---------- Supplied data ----------

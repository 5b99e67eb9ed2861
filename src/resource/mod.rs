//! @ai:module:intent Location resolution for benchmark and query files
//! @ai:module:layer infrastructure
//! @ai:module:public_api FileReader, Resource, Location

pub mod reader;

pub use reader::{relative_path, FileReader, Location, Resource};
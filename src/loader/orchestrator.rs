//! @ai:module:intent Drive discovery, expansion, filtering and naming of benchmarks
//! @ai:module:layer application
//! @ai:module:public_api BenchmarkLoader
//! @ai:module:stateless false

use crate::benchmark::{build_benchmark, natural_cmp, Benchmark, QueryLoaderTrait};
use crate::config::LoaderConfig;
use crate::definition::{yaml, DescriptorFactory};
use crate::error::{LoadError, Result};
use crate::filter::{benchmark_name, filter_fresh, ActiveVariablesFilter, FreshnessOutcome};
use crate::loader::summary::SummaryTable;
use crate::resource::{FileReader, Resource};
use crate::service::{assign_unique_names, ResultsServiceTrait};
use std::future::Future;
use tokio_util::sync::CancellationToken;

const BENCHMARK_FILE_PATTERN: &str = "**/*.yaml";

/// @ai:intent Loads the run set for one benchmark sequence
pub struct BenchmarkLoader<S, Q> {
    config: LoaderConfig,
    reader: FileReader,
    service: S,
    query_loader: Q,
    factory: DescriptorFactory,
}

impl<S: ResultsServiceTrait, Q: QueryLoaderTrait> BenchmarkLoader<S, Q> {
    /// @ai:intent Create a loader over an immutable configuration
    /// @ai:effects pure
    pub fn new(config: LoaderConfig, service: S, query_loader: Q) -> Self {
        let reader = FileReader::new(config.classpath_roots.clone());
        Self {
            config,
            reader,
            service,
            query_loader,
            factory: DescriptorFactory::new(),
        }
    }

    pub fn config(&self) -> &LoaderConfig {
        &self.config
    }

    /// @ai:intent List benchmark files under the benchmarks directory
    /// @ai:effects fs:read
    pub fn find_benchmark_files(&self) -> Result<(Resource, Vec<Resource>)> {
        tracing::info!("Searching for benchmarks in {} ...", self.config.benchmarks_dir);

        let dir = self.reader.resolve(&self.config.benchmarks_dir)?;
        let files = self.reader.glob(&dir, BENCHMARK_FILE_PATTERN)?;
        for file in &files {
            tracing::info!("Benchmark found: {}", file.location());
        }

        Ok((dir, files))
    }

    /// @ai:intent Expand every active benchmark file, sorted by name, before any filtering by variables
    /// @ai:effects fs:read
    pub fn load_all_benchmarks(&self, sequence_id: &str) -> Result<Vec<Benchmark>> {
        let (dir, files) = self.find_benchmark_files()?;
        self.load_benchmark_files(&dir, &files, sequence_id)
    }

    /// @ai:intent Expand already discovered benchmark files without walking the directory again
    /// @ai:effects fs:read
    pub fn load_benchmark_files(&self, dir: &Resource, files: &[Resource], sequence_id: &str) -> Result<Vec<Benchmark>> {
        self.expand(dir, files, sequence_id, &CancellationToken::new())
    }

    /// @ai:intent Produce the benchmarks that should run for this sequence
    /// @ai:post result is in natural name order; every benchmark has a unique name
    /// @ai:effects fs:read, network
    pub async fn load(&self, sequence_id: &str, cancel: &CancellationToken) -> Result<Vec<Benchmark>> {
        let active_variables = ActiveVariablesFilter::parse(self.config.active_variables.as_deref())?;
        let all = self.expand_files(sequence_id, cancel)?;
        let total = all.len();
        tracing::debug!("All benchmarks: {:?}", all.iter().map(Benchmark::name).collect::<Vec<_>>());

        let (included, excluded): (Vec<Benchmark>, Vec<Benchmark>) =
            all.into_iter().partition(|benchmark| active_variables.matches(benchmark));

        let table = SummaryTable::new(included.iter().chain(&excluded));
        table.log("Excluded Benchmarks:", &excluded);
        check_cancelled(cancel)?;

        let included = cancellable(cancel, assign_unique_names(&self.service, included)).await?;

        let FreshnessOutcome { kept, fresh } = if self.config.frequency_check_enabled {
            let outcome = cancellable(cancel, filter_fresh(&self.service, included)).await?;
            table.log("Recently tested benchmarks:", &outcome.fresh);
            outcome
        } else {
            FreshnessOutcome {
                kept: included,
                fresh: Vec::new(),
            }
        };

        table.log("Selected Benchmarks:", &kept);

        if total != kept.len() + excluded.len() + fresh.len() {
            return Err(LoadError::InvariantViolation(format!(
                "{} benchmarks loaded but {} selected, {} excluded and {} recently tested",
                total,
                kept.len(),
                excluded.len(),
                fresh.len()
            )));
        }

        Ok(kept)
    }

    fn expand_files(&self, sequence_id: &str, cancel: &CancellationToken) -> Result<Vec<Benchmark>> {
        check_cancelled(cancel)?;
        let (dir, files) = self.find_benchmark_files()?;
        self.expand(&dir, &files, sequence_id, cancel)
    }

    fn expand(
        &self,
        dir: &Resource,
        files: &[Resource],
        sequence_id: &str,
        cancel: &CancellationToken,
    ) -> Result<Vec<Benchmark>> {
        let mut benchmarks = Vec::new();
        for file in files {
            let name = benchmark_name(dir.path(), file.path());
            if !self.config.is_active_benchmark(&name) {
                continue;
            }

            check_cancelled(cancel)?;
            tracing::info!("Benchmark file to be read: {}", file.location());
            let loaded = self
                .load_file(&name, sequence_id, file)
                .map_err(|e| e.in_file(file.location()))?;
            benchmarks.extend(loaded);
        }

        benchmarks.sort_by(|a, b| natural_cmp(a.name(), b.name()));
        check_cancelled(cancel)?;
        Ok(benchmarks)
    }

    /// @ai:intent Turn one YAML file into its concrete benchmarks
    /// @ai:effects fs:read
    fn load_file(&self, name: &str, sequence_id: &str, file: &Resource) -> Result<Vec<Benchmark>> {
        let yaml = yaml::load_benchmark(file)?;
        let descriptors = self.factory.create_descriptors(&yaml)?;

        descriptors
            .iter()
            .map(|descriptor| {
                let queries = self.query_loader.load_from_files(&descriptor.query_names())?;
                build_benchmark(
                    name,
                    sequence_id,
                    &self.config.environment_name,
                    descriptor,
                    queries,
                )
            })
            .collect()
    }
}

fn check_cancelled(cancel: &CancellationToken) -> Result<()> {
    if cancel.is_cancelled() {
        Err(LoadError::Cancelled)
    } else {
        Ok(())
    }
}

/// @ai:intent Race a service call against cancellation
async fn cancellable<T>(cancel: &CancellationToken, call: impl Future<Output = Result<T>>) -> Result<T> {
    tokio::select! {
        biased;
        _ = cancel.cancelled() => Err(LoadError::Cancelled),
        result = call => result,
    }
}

----------

Problem description: Return nothing but the lines from the first line of the listing through the line with "an immutable configuration", please, keeping every one of them unchanged.

Result of this task:
repository 5b99e67eb9ed2861
filename src/resource/mod.rs
//! @ai:module:intent Location resolution for benchmark and query files
//! @ai:module:layer infrastructure
//! @ai:module:public_api FileReader, Resource, Location

pub mod reader;

pub use reader::{relative_path, FileReader, Location, Resource};
filename src/loader/orchestrator.rs
//! @ai:module:intent Drive discovery, expansion, filtering and naming of benchmarks
//! @ai:module:layer application
//! @ai:module:public_api BenchmarkLoader
//! @ai:module:stateless false

use crate::benchmark::{build_benchmark, natural_cmp, Benchmark, QueryLoaderTrait};
use crate::config::LoaderConfig;
use crate::definition::{yaml, DescriptorFactory};
use crate::error::{LoadError, Result};
use crate::filter::{benchmark_name, filter_fresh, ActiveVariablesFilter, FreshnessOutcome};
use crate::loader::summary::SummaryTable;
use crate::resource::{FileReader, Resource};
use crate::service::{assign_unique_names, ResultsServiceTrait};
use std::future::Future;
use tokio_util::sync::CancellationToken;

const BENCHMARK_FILE_PATTERN: &str = "**/*.yaml";

/// @ai:intent Loads the run set for one benchmark sequence
pub struct BenchmarkLoader<S, Q> {
    config: LoaderConfig,
    reader: FileReader,
    service: S,
    query_loader: Q,
    factory: DescriptorFactory,
}

impl<S: ResultsServiceTrait, Q: QueryLoaderTrait> BenchmarkLoader<S, Q> {
    /// @ai:intent Create a loader over an immutable configuration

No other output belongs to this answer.